Durante il convegno “Valutazione di Impatto Sociale tra ricerca valutativa e funzione formativa”, svolto a Firenze presso l’Università degli Studi – Dipartimento FORLILPSI, nelle giornate del 2–3 luglio, dedicato alla valutazione di impatto sociale, Federica Emanuel e Marco Rondonotti, docenti eCampus e membri del Centro Ricerca Educazione Didattica Digitale Innovazione Sociale (CREDDI), hanno presentato il contributo “Dalla rilevazione alla trasformazione: valutare l’impatto di TEACHAI nei contesti socioeducativi”, proponendo una riflessione che intreccia Intelligenza Artificiale, ricerca valutativa e cambiamento nei servizi educativi e socioeducativi.

L’intervento ha preso avvio da un presupposto chiaro: l’IA non può essere osservata soltanto attraverso indicatori di diffusione o frequenza d’uso. Non è sufficiente chiedersi se educatori, insegnanti e professionisti utilizzino strumenti di IA; occorre comprendere come se ne approprino, con quali livelli di consapevolezza critica, quali condizioni organizzative ne abilitino l’uso e quali ricadute producano sulle pratiche professionali.

In questa prospettiva, il progetto TEACHAI – sviluppato insieme a Paolo Raviolo, Michele Marangi, Matteo Adamoli, Serena Mazzoli e Farnaz Farahi del CREDDI – è stato presentato come un percorso orientato a sostenere un’adozione dell’IA nei contesti educativi secondo un approccio humancentered e partecipativo. Il progetto permette di rilevare atteggiamenti, usi, bisogni formativi e condizioni di contesto, con l’obiettivo non solo di descrivere ciò che accade, ma anche di accompagnare processi di consapevolezza, formazione e trasformazione.

Un passaggio centrale dell’intervento ha riguardato il modo di intendere la valutazione di impatto sociale. L’impatto non è stato definito come un risultato finale da misurare ex post, né come una semplice prova di efficacia. È stato invece interpretato come un insieme di trasformazioni progressive che possono emergere lungo il percorso: apprendimenti professionali, crescita dell’agency, sviluppo di capacità critiche, cambiamenti nelle pratiche, emersione di bisogni organizzativi e produzione di evidenze utili anche per la governance e la comunicazione istituzionale.

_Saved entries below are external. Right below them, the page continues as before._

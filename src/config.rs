use std::path::PathBuf;

use serde::Deserialize;

#[derive(Debug, Clone, Deserialize)]
pub struct JwtConfig {
    pub secret: String,
    pub issuer: String,
    pub audience: String,
    pub ttl_minutes: i64,
}

#[derive(Debug, Clone, Deserialize)]
pub struct AppConfig {
    pub database_url: String,
    pub jwt: JwtConfig,
    /// Address that is always treated as an administrator.
    pub superuser_email: Option<String>,
    pub model_dir: PathBuf,
}

impl AppConfig {
    pub fn from_env() -> anyhow::Result<Self> {
        let database_url = std::env::var("DATABASE_URL")?;
        let jwt = JwtConfig {
            secret: std::env::var("JWT_SECRET")?,
            issuer: std::env::var("JWT_ISSUER").unwrap_or_else(|_| "preventwise".into()),
            audience: std::env::var("JWT_AUDIENCE")
                .unwrap_or_else(|_| "preventwise-users".into()),
            ttl_minutes: std::env::var("JWT_TTL_MINUTES")
                .ok()
                .and_then(|v| v.parse::<i64>().ok())
                .unwrap_or(30),
        };
        let superuser_email = std::env::var("SUPERUSER_EMAIL")
            .ok()
            .map(|v| v.trim().to_string())
            .filter(|v| !v.is_empty());
        let model_dir = std::env::var("MODEL_DIR")
            .map(PathBuf::from)
            .unwrap_or_else(|_| PathBuf::from("models"));
        Ok(Self {
            database_url,
            jwt,
            superuser_email,
            model_dir,
        })
    }
}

Da qui deriva l’idea di una valutazione multilivello, capace di integrare dati quantitativi e qualitativi. Nel caso di TEACHAI, il cambiamento può essere osservato:

  • a livello individuale e professionale, nelle rappresentazioni e negli atteggiamenti verso l’IA;
  • a livello relazionale e di équipe, nelle forme di confronto e riflessività collettiva;
  • a livello organizzativo, nei bisogni formativi, nelle procedure e nelle condizioni abilitanti;
  • a livello sociale e istituzionale, nella possibilità di produrre evidenze comunicabili e utili per orientare decisioni, policy e processi di accountability.

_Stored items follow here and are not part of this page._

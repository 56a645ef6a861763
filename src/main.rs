use std::net::SocketAddr;

mod admin;
mod app;
mod auth;
mod config;
mod error;
mod history;
mod ledger;
mod predict;
mod state;

#[tokio::main]
async fn main() -> anyhow::Result<()> {
    dotenvy::dotenv().ok();

    let env_filter = std::env::var("RUST_LOG")
        .unwrap_or_else(|_| "preventwise=debug,axum=info,tower_http=info".to_string());
    let json_logs = std::env::var("LOG_FORMAT")
        .map(|v| v == "json")
        .unwrap_or(false);

    if json_logs {
        tracing_subscriber::fmt()
            .with_env_filter(env_filter)
            .with_target(false)
            .json()
            .init();
    } else {
        tracing_subscriber::fmt().with_env_filter(env_filter).init();
    }

    let app_state = state::AppState::init().await?;
    let app = app::build_app(app_state);

    let addr: SocketAddr = format!(
        "{}:{}",
        std::env::var("APP_HOST").unwrap_or_else(|_| "0.0.0.0".into()),
        std::env::var("APP_PORT").unwrap_or_else(|_| "8080".into())
    )
    .parse()?;

    tracing::info!("listening on {}", addr);
    let listener = tokio::net::TcpListener::bind(addr).await?;
    axum::serve(listener, app).await?;

    Ok(())
}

L’intervento ha sottolineato come la valutazione, nei contesti socioeducativi, non debba limitarsi a osservare il cambiamento dall’esterno. Se integrata nella ricercaazione partecipativa, può diventare essa stessa parte del cambiamento: uno spazio di apprendimento, restituzione, confronto e legittimazione.

In questo senso, valutare l’impatto di TEACHAI significa accompagnare professionisti e organizzazioni nel passaggio da un uso tecnico dell’IA a una sua appropriazione critica, consapevole e orientata al valore educativo e sociale.